## Input data

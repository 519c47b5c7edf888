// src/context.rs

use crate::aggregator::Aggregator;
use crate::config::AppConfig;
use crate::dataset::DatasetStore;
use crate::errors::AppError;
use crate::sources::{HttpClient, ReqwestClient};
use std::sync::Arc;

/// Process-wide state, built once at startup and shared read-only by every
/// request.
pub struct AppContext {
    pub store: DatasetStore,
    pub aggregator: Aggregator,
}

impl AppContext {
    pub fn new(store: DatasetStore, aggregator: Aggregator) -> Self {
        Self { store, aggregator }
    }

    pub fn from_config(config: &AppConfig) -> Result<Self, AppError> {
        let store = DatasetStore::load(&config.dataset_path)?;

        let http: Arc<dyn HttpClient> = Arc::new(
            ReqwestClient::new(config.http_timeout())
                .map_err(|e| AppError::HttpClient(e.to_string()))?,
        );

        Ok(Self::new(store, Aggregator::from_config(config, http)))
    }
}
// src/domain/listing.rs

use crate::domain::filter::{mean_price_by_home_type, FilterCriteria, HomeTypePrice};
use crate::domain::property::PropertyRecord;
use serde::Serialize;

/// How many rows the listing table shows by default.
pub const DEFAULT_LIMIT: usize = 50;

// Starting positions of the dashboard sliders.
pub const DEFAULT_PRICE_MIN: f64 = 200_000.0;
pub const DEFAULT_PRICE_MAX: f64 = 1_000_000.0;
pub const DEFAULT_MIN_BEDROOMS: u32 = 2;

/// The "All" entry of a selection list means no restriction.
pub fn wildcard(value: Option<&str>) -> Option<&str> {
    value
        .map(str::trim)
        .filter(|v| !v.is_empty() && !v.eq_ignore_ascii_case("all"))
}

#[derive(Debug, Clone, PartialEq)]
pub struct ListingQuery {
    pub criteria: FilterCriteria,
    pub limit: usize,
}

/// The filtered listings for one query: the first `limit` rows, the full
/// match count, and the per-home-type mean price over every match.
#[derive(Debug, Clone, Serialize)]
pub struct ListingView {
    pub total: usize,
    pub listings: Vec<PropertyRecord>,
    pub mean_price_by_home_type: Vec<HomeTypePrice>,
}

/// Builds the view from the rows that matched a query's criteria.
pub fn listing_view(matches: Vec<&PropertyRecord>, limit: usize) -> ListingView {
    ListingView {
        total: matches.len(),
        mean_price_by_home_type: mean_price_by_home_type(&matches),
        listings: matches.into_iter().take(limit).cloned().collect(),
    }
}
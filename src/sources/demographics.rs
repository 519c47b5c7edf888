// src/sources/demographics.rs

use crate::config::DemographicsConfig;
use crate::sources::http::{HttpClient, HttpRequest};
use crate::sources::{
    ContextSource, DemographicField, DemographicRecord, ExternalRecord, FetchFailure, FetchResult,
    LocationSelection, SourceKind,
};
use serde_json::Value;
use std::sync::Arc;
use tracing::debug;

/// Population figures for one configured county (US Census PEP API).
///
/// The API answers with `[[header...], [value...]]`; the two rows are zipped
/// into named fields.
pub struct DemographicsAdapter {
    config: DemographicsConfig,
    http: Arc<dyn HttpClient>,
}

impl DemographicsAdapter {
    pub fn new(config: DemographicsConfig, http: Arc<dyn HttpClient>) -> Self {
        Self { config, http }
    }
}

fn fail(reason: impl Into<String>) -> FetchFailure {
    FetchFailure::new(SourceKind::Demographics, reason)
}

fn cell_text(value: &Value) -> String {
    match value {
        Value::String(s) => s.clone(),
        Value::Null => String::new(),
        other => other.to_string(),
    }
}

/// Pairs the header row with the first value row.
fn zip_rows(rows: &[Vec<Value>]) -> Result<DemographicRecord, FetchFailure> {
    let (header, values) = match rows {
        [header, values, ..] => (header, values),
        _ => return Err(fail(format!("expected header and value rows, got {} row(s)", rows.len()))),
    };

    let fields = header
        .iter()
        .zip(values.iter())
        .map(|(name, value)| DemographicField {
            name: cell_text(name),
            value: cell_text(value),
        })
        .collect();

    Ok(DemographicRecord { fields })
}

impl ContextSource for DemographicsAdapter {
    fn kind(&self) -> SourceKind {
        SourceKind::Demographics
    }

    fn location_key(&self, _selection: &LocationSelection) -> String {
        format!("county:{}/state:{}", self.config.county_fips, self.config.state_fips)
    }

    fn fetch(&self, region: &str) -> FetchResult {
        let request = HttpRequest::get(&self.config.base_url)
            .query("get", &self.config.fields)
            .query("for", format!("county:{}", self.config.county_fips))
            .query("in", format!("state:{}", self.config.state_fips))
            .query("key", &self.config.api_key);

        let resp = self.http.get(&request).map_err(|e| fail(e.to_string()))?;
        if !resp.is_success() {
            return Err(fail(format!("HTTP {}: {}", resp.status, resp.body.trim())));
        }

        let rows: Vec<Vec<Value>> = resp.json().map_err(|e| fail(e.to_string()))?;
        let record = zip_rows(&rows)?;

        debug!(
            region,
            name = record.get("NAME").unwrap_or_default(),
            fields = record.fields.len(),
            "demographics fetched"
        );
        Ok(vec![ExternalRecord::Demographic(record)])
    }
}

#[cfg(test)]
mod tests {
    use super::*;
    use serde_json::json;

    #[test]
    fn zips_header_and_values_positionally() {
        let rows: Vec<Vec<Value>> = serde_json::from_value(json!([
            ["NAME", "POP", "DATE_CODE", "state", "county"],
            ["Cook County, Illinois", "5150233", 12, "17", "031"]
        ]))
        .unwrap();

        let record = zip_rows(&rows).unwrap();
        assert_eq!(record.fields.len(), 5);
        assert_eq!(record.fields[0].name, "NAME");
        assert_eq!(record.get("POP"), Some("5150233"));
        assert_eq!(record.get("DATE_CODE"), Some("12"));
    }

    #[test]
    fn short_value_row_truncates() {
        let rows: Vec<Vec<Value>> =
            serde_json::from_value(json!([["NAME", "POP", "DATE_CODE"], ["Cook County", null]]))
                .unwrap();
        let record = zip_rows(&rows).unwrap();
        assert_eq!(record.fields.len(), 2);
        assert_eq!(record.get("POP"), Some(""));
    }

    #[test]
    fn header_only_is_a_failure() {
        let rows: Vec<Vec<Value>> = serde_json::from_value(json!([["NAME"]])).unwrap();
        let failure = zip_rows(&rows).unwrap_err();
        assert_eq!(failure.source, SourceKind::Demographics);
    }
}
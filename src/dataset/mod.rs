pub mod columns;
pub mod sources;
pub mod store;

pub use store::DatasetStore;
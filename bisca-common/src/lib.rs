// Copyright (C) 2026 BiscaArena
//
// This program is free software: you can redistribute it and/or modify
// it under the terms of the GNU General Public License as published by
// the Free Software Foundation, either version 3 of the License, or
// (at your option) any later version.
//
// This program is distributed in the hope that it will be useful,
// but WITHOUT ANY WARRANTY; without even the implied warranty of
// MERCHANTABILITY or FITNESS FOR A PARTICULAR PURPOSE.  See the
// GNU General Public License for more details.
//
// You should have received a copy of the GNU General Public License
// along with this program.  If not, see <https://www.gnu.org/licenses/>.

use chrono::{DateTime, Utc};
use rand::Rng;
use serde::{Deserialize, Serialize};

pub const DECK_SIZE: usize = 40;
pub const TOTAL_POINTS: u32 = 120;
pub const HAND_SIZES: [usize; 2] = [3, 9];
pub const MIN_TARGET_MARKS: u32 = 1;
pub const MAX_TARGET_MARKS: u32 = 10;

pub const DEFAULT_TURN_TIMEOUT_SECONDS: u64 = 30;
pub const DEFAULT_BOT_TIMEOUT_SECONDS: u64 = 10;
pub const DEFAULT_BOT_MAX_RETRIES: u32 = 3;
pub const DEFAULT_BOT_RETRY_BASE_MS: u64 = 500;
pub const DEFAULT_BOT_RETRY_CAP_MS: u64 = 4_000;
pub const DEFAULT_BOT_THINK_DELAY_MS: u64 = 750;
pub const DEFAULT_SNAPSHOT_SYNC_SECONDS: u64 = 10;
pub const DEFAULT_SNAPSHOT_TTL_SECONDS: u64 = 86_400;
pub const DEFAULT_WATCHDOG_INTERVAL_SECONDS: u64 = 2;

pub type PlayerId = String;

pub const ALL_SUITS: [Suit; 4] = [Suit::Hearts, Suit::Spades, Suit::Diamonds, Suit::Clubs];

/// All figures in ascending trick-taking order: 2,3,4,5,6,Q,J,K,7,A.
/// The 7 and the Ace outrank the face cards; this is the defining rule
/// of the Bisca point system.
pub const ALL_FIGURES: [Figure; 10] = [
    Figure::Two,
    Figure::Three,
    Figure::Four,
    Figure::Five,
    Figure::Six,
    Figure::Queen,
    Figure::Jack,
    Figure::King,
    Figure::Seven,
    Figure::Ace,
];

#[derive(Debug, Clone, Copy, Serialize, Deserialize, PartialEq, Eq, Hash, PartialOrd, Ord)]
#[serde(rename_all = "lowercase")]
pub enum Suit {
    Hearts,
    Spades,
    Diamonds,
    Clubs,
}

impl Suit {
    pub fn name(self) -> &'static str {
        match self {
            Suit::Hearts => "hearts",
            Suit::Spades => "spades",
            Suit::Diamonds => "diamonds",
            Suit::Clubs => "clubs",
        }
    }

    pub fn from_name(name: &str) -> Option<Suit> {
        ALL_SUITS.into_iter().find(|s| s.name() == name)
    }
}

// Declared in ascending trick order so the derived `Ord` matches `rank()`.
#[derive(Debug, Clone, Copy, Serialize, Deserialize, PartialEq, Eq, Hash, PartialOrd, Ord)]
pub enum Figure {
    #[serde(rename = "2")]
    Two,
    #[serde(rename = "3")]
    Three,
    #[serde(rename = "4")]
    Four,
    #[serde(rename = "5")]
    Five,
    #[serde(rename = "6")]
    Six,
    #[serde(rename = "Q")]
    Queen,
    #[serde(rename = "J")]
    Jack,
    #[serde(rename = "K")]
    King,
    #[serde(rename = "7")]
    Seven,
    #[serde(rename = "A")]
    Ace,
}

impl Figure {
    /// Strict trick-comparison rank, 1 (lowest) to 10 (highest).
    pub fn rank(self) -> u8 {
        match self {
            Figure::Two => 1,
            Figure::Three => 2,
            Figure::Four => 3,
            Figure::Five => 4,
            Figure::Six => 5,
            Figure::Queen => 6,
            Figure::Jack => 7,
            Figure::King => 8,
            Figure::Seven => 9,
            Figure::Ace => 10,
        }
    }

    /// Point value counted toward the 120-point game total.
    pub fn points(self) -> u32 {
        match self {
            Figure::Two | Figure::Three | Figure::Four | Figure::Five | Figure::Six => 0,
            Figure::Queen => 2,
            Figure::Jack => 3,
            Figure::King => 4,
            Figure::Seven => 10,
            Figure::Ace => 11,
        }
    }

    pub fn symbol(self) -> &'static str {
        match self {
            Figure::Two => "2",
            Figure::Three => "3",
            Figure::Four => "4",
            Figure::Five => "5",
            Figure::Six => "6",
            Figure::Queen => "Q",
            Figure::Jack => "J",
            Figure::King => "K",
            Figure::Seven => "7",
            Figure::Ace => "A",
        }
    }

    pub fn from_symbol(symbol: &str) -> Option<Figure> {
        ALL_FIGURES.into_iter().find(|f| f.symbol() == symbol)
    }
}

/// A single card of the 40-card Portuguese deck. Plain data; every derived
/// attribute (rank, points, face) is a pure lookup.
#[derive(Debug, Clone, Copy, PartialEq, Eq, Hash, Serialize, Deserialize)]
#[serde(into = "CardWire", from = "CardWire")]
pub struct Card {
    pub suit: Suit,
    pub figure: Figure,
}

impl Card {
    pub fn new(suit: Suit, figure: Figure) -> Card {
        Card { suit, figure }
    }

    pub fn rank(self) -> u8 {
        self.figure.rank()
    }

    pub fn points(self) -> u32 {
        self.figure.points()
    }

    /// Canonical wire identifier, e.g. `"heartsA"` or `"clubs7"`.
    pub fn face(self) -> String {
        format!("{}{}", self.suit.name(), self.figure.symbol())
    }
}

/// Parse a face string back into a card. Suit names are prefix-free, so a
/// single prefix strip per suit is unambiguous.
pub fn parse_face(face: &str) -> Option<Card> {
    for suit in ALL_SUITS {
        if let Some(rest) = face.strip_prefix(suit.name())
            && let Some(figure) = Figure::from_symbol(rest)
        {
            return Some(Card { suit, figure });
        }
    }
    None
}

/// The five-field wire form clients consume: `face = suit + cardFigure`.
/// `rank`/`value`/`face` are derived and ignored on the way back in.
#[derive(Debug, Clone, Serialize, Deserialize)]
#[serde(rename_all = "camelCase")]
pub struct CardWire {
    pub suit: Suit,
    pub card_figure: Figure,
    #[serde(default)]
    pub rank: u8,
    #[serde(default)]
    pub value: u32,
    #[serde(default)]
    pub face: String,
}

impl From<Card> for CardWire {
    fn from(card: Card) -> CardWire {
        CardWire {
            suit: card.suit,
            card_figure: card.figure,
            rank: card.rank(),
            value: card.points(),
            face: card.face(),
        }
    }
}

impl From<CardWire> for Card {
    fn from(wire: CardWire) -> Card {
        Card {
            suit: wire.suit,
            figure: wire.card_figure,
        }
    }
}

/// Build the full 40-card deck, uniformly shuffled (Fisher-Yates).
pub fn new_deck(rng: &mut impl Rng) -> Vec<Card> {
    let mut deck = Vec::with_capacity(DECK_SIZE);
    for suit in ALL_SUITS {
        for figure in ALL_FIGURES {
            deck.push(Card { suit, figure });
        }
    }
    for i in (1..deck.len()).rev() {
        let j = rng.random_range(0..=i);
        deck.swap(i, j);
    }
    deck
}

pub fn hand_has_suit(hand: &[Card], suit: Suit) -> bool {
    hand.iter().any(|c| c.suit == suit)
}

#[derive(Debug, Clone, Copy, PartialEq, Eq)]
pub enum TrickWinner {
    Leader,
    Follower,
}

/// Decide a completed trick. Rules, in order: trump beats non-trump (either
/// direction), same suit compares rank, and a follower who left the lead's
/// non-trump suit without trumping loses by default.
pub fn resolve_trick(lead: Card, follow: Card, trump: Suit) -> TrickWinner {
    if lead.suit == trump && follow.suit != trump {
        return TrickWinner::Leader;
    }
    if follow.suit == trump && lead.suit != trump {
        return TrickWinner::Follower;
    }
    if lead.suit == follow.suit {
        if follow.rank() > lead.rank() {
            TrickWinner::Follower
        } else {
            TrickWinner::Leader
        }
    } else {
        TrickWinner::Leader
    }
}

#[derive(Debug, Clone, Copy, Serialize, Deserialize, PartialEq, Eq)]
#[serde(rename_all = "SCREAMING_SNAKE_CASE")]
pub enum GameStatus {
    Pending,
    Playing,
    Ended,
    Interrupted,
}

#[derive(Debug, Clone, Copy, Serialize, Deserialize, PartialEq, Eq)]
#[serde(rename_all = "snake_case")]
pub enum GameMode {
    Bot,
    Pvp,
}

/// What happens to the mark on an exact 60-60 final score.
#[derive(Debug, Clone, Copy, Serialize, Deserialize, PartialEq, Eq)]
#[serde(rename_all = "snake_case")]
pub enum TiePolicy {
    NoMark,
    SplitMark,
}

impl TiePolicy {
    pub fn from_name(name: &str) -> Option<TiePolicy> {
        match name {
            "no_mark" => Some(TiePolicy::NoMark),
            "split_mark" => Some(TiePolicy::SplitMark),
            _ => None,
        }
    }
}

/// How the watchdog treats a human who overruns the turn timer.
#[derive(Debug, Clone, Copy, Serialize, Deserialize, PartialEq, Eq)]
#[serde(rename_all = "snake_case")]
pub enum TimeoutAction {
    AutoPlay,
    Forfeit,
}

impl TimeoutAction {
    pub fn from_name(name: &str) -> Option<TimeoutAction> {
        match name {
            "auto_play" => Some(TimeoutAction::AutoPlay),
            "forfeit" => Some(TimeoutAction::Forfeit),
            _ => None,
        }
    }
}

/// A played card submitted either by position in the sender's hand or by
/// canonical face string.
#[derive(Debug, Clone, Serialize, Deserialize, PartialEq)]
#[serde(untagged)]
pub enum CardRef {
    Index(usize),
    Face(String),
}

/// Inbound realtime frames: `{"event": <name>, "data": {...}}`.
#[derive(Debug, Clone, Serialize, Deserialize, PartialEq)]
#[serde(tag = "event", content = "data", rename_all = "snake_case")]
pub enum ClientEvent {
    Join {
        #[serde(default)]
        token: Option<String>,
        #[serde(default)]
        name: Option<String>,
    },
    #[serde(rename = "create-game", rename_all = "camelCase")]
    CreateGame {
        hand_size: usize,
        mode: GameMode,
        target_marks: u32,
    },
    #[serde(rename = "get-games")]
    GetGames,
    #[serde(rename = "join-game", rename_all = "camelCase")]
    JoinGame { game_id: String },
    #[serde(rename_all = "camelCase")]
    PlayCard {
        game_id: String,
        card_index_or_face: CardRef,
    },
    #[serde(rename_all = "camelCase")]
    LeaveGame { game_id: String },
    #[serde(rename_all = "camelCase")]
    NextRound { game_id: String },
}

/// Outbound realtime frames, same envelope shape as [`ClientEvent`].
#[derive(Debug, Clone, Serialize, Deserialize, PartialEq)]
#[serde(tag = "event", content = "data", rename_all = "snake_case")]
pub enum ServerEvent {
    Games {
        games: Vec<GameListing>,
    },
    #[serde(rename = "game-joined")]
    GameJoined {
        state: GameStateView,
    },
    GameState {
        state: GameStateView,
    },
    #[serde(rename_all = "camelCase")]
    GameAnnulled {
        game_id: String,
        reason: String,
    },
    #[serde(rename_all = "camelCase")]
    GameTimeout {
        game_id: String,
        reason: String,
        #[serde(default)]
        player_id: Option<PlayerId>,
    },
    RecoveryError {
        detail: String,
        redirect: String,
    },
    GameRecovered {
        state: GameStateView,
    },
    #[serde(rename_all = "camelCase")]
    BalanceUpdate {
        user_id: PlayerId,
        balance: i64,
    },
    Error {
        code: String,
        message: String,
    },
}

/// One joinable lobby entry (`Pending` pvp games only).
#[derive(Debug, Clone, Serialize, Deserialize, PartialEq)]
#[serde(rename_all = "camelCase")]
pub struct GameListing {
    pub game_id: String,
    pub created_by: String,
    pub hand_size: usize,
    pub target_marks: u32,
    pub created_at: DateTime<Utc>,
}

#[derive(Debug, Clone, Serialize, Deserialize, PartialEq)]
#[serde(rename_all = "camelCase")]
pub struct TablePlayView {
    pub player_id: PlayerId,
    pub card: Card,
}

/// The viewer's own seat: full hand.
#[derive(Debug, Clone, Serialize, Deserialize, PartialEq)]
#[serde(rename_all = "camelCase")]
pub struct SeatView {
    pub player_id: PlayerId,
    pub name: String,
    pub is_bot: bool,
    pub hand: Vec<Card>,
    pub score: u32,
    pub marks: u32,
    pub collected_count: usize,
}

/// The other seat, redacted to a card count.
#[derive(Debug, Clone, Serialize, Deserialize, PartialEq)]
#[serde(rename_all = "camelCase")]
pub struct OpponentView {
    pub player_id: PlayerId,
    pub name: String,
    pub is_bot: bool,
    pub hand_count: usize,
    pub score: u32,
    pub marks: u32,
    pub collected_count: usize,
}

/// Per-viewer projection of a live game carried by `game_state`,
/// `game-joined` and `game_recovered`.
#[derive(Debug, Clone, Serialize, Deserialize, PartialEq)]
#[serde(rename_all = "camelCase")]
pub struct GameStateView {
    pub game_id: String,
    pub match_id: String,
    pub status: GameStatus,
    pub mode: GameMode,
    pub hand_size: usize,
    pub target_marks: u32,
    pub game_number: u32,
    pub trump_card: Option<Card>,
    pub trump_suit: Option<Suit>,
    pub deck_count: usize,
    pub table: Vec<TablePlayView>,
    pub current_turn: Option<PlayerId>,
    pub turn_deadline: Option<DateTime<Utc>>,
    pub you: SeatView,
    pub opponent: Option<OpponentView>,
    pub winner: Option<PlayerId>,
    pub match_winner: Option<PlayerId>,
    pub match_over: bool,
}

## The task
Out of the entries, report each line that contains the word "every".

## Task response
/// Process-wide state, built once at startup and shared read-only by every
/// match count, and the per-home-type mean price over every match.
/// A single card of the 40-card Portuguese deck. Plain data; every derived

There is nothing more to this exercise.